Netflix’ Reed Hastings Leads $14.5M Series A1 for DreamBox

Financing

Netflix’ Reed Hastings Leads $14.5M Series A1 for DreamBox

By Tony Wan     Dec 17, 2013

Netflix’ Reed Hastings Leads $14.5M Series A1 for DreamBox

“In dreams begin responsibilities,” or so goes the epigram to a poetry volume, Responsibilities, by the Irish poet, W. B. Yeats. For DreamBox Learning, which announced a $14.5 million Series A1 round, its responsibility to show how technology can help preK to sixth-grade students improve their math skills just became that much greater.

Netflix CEO Reed Hastings, who invested through the Charter School Growth Fund, led the round for the Bellevue, WA-based developer of the popular online, adaptive game-based math platform. Also participating were existing investors: John Doerr, Deborah Quazzo, and GSV Capital Corp., which tripled its investment in the company. Two Seattle-based angel investors also took part. DreamBox last raised a $11 million Series A round in December 2011.

The funding will help the company further refine its analytics platform to provide parents and educators with better insights into how students learn math concepts. In a press release, the company boasts that its “intelligent adaptive learning platform” processes “over one billion student data points per day.” DreamBox CEO Jessie Woolley-Wilson tells EdSurge that “we can do a lot more to leverage this data to make sure that every child stays in the proximal zone of development.”

DreamBox will also bolster its sales and marketing operations to better engage district-level clients. For Woolley-Wilson, this marks a new growth stage for the company that only started selling to schools in 2011--five years after it was founded. Since then, DreamBox has won school customers in all U.S. states and Canadian provinces. (Woolley-Wilson is mum on the exact user count.) Many of those district-wide deployments began with individual teachers who tried the product out when blended learning was a new concept. “We started with single classrooms; classrooms then turned to buildings; buildings turned to districts,” says Woolley-Wilson.

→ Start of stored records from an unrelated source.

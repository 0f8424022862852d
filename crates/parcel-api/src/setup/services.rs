//! Service initialization and application state setup

use anyhow::{Context, Result};
use parcel_core::Config;
use parcel_db::PropertyStore;
use parcel_extraction::{OpenAiChatModel, SchemaExtractor};
use parcel_processing::{HttpDocumentFetcher, PdfTextExtractor};
use parcel_storage::{DocumentArchiver, Storage};
use std::sync::Arc;

use crate::services::import::ImportPipeline;
use crate::state::AppState;

/// Wire the import pipeline from configuration and return the application state.
pub fn initialize_services(
    config: &Config,
    storage: Arc<dyn Storage>,
    store: Arc<dyn PropertyStore>,
) -> Result<Arc<AppState>> {
    let fetcher = HttpDocumentFetcher::new(config.fetch().clone())
        .context("Failed to build document fetcher")?;

    let model = OpenAiChatModel::new(config.model()).context("Failed to build model client")?;
    tracing::info!(
        model = %config.model().model,
        base_url = %config.model().base_url,
        "Language model client configured"
    );

    let pipeline = ImportPipeline::new(
        Arc::new(fetcher),
        Arc::new(PdfTextExtractor),
        Arc::new(SchemaExtractor::new(Arc::new(model), config.model())),
        Arc::new(DocumentArchiver::new(
            storage,
            config.storage().archive_prefix.clone(),
        )),
        store.clone(),
        config.pipeline().clone(),
    );

    Ok(Arc::new(AppState {
        pipeline: Arc::new(pipeline),
        properties: store,
    }))
}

But now, she “sees a lot more confidence and curiosity in blended learning from many districts have already made a commitment” to purchasing technology.

DreamBox has won a slew of awards from industry organizations and media outlets. Still, some have wondered whether its claims of student learning gains have been just, well, a dream. A December 2013 report from the What Works Clearinghouse (WWC), a U.S. Department of Education’s Institute of Education Sciences (IES) initiative that looks for evidence of efficacy for education products, said DreamBox had “no discernable effects on mathematics achievement for elementary school students.”

That report, however, was based solely on one four-month long SRI study conducted in 2010, in which the researchers write:

“Although we found no statistically significant effects on the problem solving, number sense, computation, or statistics and probability subsets, the effects all have a positive sign, suggesting that DreamBox improved student math achievement in a comprehensive way.”

When SRI published its study, DreamBox hailed it as a strong signal of the software’s positive affect on students. SRI researchers also noted that the results were “positive” and merited more investigation, particularly as it was a short study. (Here was the SRI press release).

The devil lurks in statistics, however: More recently, the Institute of Education Sciences (IES) disagreed with data SRI left out of its calculations: 26 students were excluded from the analysis because of missing pre-test and/or post-test scores. IES’ recalculation of the results pointed to more modest gains--and sparked a sharp rebuttal from Woolley-Wilson: “We find the WWC report to be both disappointing and irresponsible. It is a disservice to educators and students,” she wrote in an email.

In addition to disputing the calculations of effectiveness, Woolley-Wilson points to reports by schools themselves: “...schools such as Petaluma Elementary in California, West Seattle Elementary in Washington, and Waterloo Region DSB in Canada have documented how DreamBox has resulted in significant achievement gains,” she wrote.

“The thing we find most inspirational is when we hear from users who have done their own split A/B pre- and post-test based on the NWEA or STAR tests,” she tells EdSurge.

Even better: DreamBox will release new effectiveness results from the American Institutes for Research (AIR) in mid-2014. “We know that educators want more more reliable information concerning efficacy, and we are investing to make sure that we get more third-party research available,” says Woolley-Wilson.

As DreamBox grows its user base, Woolley-Wilson is confident that the adaptive technology behind the platform will continue to evolve as it receives more data about how students learn and how teachers guide that learning. “We have to partner with educators, so that as their world and success requirements change, our technology changes to support them. As the world continues to change, we know students will have to continue to remake their skill sets, and learning guardians will have to continue to innovate.”

She adds this tongue twister: “And we have a technology that learns the learner as the learner learns.”